### Task to complete:
The lines from the top of the data down to the line with "(or came from)." should be repeated exactly, both ends included.

Stored data:

□ □ □ □ □ □ □

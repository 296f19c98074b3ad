use huck_core::error::ErrorKind;
use tokio::sync::{mpsc, oneshot};
use uuid::Uuid;

use crate::cluster::Member;
use crate::raft::{Entry, LogIndex, MemberId, SessionId, Term};

/// Correlates a client request with its response on the server it was
/// submitted to.
pub type ClientId = u64;

/// Where a message is headed (or came from).
#[derive(Debug, Clone, Copy, PartialEq, Eq, Serialize, Deserialize)]
pub enum Address {
    /// A specific peer server.
    Peer(MemberId),
    /// Every remote peer.
    Peers,
    /// This server.
    Local,
    /// A client awaiting a response on this server.
    Client(ClientId),
    /// The client holding a session, wherever it is connected.
    Session(SessionId),
}

/// Envelope routed between servers and between the internal tasks of one
/// server.
#[derive(Debug, Clone, Serialize, Deserialize)]
pub struct Message {
    pub to: Address,
    pub from: Address,
    pub command: Command,
}

impl Message {
    pub fn new(to: Address, from: Address, command: Command) -> Message {
        Message { to, from, command }
    }
}

/// Who asked for an operation: a client connected to this server, or a
/// client whose request another server forwarded here.
#[derive(Debug, Clone, Copy, PartialEq, Eq, Serialize, Deserialize)]
pub enum Caller {
    Local(ClientId),
    Remote(MemberId, ClientId),
}

impl Caller {
    /// The address a response to this caller should be sent to.
    pub fn address(&self) -> Address {
        match self {
            Caller::Local(client) => Address::Client(*client),
            Caller::Remote(member, _) => Address::Peer(*member),
        }
    }

    pub fn client(&self) -> ClientId {
        match self {
            Caller::Local(client) => *client,
            Caller::Remote(_, client) => *client,
        }
    }
}

/// Query consistency levels.
#[derive(Debug, Clone, Copy, PartialEq, Eq, Serialize, Deserialize)]
pub enum Consistency {
    /// Linearizable: recorded in the log and answered once committed.
    Strict,
    /// Answered by the leader if it has heard from a majority within the
    /// election timeout.
    Lease,
    /// Answered by any server, gated on session consistency.
    Eventual,
}

/// Commands that can be applied to the role state machine. Peer-to-peer
/// requests, client operations, and local control signals all flow
/// through here.
#[derive(Debug, Clone, Serialize, Deserialize)]
pub enum Command {
    /// Move the state machine forward.
    Tick,
    /// The transport could not deliver to a member.
    Unreachable { member: MemberId },
    /// The state machine found sessions that outlived their timeout.
    Expire { sessions: Vec<SessionId> },
    /// The state machine produced a snapshot of its state.
    Snapshot {
        index: LogIndex,
        term: Term,
        data: Vec<u8>,
    },
    /// A non-leader relays a client operation to the leader.
    Forward {
        member: MemberId,
        command: Box<Command>,
    },

    /// Pre-vote: ask whether a vote request at this log position would
    /// succeed, without disturbing any term.
    Poll {
        term: Term,
        candidate: MemberId,
        last_index: LogIndex,
        last_term: Term,
    },
    PollResponse {
        term: Term,
        from: MemberId,
        accepted: bool,
    },
    /// Request that this server vote for the candidate.
    Vote {
        term: Term,
        candidate: MemberId,
        last_index: LogIndex,
        last_term: Term,
    },
    VoteResponse {
        term: Term,
        from: MemberId,
        voted: bool,
    },

    /// Replicate entries; empty entries is a heartbeat.
    Append {
        term: Term,
        leader: MemberId,
        prev_index: LogIndex,
        prev_term: Term,
        entries: Vec<Entry>,
        commit_index: LogIndex,
    },
    AppendResponse {
        term: Term,
        from: MemberId,
        succeeded: bool,
        last_index: LogIndex,
    },
    /// One chunk of a snapshot transfer.
    Install {
        term: Term,
        leader: MemberId,
        id: Uuid,
        index: LogIndex,
        snapshot_term: Term,
        offset: u64,
        data: Vec<u8>,
        complete: bool,
    },
    InstallResponse {
        term: Term,
        from: MemberId,
        succeeded: bool,
    },
    /// Push the latest configuration to a member.
    Configure {
        term: Term,
        leader: MemberId,
        index: LogIndex,
        time: u64,
        members: Vec<Member>,
    },
    ConfigureResponse {
        term: Term,
        from: MemberId,
    },

    /// Add a member to the cluster as a reserve learner.
    Join { client: ClientId, member: Member },
    /// Remove a member from the cluster.
    Leave { client: ClientId, member: Member },
    /// Replace the member set, conditioned on the configuration version
    /// the caller based its change on.
    Reconfigure {
        client: ClientId,
        index: LogIndex,
        time: u64,
        members: Vec<Member>,
    },
    MembershipResponse {
        client: ClientId,
        index: LogIndex,
        time: u64,
        members: Vec<Member>,
        leader: Option<MemberId>,
        error: Option<ErrorKind>,
    },

    OpenSession {
        client: ClientId,
        name: String,
        kind: String,
        timeout_ms: u64,
    },
    KeepAlive {
        client: ClientId,
        session: SessionId,
        ack_sequence: u64,
        ack_event_index: LogIndex,
    },
    CloseSession {
        client: ClientId,
        session: SessionId,
    },
    SessionResponse {
        client: ClientId,
        session: SessionId,
        leader: Option<MemberId>,
        error: Option<ErrorKind>,
    },

    /// A client command: a linearizable write against the state machine.
    Propose {
        client: ClientId,
        session: SessionId,
        sequence: u64,
        ack_sequence: u64,
        payload: Vec<u8>,
    },
    ProposeResponse {
        client: ClientId,
        index: LogIndex,
        result: Option<Vec<u8>>,
        leader: Option<MemberId>,
        error: Option<ErrorKind>,
    },
    /// A client read with a chosen consistency level, gated on the
    /// session having seen (min_sequence, min_index).
    Query {
        client: ClientId,
        session: SessionId,
        min_sequence: u64,
        min_index: LogIndex,
        consistency: Consistency,
        payload: Vec<u8>,
    },
    QueryResponse {
        client: ClientId,
        index: LogIndex,
        result: Option<Vec<u8>>,
        leader: Option<MemberId>,
        error: Option<ErrorKind>,
    },
    /// Cluster metadata for client bootstrap.
    Metadata { client: ClientId },
    MetadataResponse {
        client: ClientId,
        leader: Option<MemberId>,
        term: Term,
        index: LogIndex,
        time: u64,
        members: Vec<Member>,
        sessions: Vec<SessionId>,
        error: Option<ErrorKind>,
    },

    /// Server-pushed session events produced at `event_index`.
    Publish {
        session: SessionId,
        event_index: LogIndex,
        previous_index: LogIndex,
        events: Vec<Vec<u8>>,
    },
    /// Client acknowledgement: discard event batches at or below `index`
    /// and resend the rest.
    Reset { session: SessionId, index: LogIndex },
}

impl Command {
    /// The term carried by peer requests and responses, used for
    /// staleness detection.
    pub fn term(&self) -> Option<Term> {
        match self {
            Command::Poll { term, .. }
            | Command::PollResponse { term, .. }
            | Command::Vote { term, .. }
            | Command::VoteResponse { term, .. }
            | Command::Append { term, .. }
            | Command::AppendResponse { term, .. }
            | Command::Install { term, .. }
            | Command::InstallResponse { term, .. }
            | Command::Configure { term, .. }
            | Command::ConfigureResponse { term, .. } => Some(*term),
            _ => None,
        }
    }

    /// The client correlation id, for responses that must be routed back
    /// to a waiting client.
    pub fn client(&self) -> Option<ClientId> {
        match self {
            Command::MembershipResponse { client, .. }
            | Command::SessionResponse { client, .. }
            | Command::ProposeResponse { client, .. }
            | Command::QueryResponse { client, .. }
            | Command::MetadataResponse { client, .. } => Some(*client),
            _ => None,
        }
    }

    /// The client correlation id on a request, for operations that expect
    /// a response.
    pub fn request_client(&self) -> Option<ClientId> {
        match self {
            Command::Join { client, .. }
            | Command::Leave { client, .. }
            | Command::Reconfigure { client, .. }
            | Command::OpenSession { client, .. }
            | Command::KeepAlive { client, .. }
            | Command::CloseSession { client, .. }
            | Command::Propose { client, .. }
            | Command::Query { client, .. }
            | Command::Metadata { client } => Some(*client),
            Command::Forward { command, .. } => command.request_client(),
            _ => None,
        }
    }
}

/// Stamp the server-assigned correlation id onto a client request.
pub fn set_client(command: &mut Command, id: ClientId) {
    match command {
        Command::Join { client, .. }
        | Command::Leave { client, .. }
        | Command::Reconfigure { client, .. }
        | Command::OpenSession { client, .. }
        | Command::KeepAlive { client, .. }
        | Command::CloseSession { client, .. }
        | Command::Propose { client, .. }
        | Command::Query { client, .. }
        | Command::Metadata { client } => *client = id,
        _ => {}
    }
}

/// Build the error response matching a client request, if the request
/// expects one.
pub fn error_response(
    command: &Command,
    leader: Option<MemberId>,
    kind: ErrorKind,
) -> Option<Command> {
    match command {
        Command::Join { client, .. }
        | Command::Leave { client, .. }
        | Command::Reconfigure { client, .. } => Some(Command::MembershipResponse {
            client: *client,
            index: 0,
            time: 0,
            members: vec![],
            leader,
            error: Some(kind),
        }),
        Command::OpenSession { client, .. } => Some(Command::SessionResponse {
            client: *client,
            session: 0,
            leader,
            error: Some(kind),
        }),
        Command::KeepAlive {
            client, session, ..
        }
        | Command::CloseSession { client, session } => Some(Command::SessionResponse {
            client: *client,
            session: *session,
            leader,
            error: Some(kind),
        }),
        Command::Propose { client, .. } => Some(Command::ProposeResponse {
            client: *client,
            index: 0,
            result: None,
            leader,
            error: Some(kind),
        }),
        Command::Query { client, .. } => Some(Command::QueryResponse {
            client: *client,
            index: 0,
            result: None,
            leader,
            error: Some(kind),
        }),
        Command::Metadata { client } => Some(Command::MetadataResponse {
            client: *client,
            leader,
            term: 0,
            index: 0,
            time: 0,
            members: vec![],
            sessions: vec![],
            error: Some(kind),
        }),
        Command::Forward { command, .. } => error_response(command, leader, kind),
        _ => None,
    }
}

/// A client operation submitted through [`crate::client::RaftClient`],
/// paired with its reply channel. Session opens additionally register a
/// channel for server-pushed events.
#[derive(Debug)]
pub struct ClientRequest {
    pub command: Command,
    pub events: Option<mpsc::UnboundedSender<SessionEvent>>,
    pub reply: oneshot::Sender<Command>,
}

/// A batch of events pushed to the client that holds a session.
#[derive(Debug, Clone, PartialEq)]
pub struct SessionEvent {
    pub event_index: LogIndex,
    pub previous_index: LogIndex,
    pub events: Vec<Vec<u8>>,
}

#[cfg(test)]
mod tests {
    use super::*;

    #[test]
    fn term_extraction_covers_peer_messages() {
        let cmd = Command::Append {
            term: 3,
            leader: 1,
            prev_index: 0,
            prev_term: 0,
            entries: vec![],
            commit_index: 0,
        };
        assert_eq!(cmd.term(), Some(3));
        assert_eq!(Command::Tick.term(), None);
    }

    #[test]
    fn client_extraction_covers_responses() {
        let cmd = Command::ProposeResponse {
            client: 9,
            index: 4,
            result: None,
            leader: None,
            error: None,
        };
        assert_eq!(cmd.client(), Some(9));
        let cmd = Command::Propose {
            client: 9,
            session: 1,
            sequence: 1,
            ack_sequence: 0,
            payload: vec![],
        };
        assert_eq!(cmd.client(), None);
    }

    #[test]
    fn caller_addresses() {
        assert_eq!(Caller::Local(4).address(), Address::Client(4));
        assert_eq!(Caller::Remote(2, 4).address(), Address::Peer(2));
        assert_eq!(Caller::Remote(2, 4).client(), 4);
    }

    #[test]
    fn messages_serialize_for_the_wire() {
        let msg = Message::new(
            Address::Peer(2),
            Address::Peer(1),
            Command::Vote {
                term: 2,
                candidate: 1,
                last_index: 10,
                last_term: 1,
            },
        );
        let bytes = serde_json::to_vec(&msg).unwrap();
        let decoded: Message = serde_json::from_slice(&bytes).unwrap();
        assert_eq!(decoded.to, Address::Peer(2));
        match decoded.command {
            Command::Vote { term, candidate, .. } => {
                assert_eq!((term, candidate), (2, 1));
            }
            other => panic!("unexpected command {:?}", other),
        }
    }
}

□ □ □ □ □ □ □

### Result for this task:
repository 296f19c98074b3ad
use huck_core::error::ErrorKind;
use tokio::sync::{mpsc, oneshot};
use uuid::Uuid;

use crate::cluster::Member;
use crate::raft::{Entry, LogIndex, MemberId, SessionId, Term};

/// Correlates a client request with its response on the server it was
/// submitted to.
pub type ClientId = u64;

/// Where a message is headed (or came from).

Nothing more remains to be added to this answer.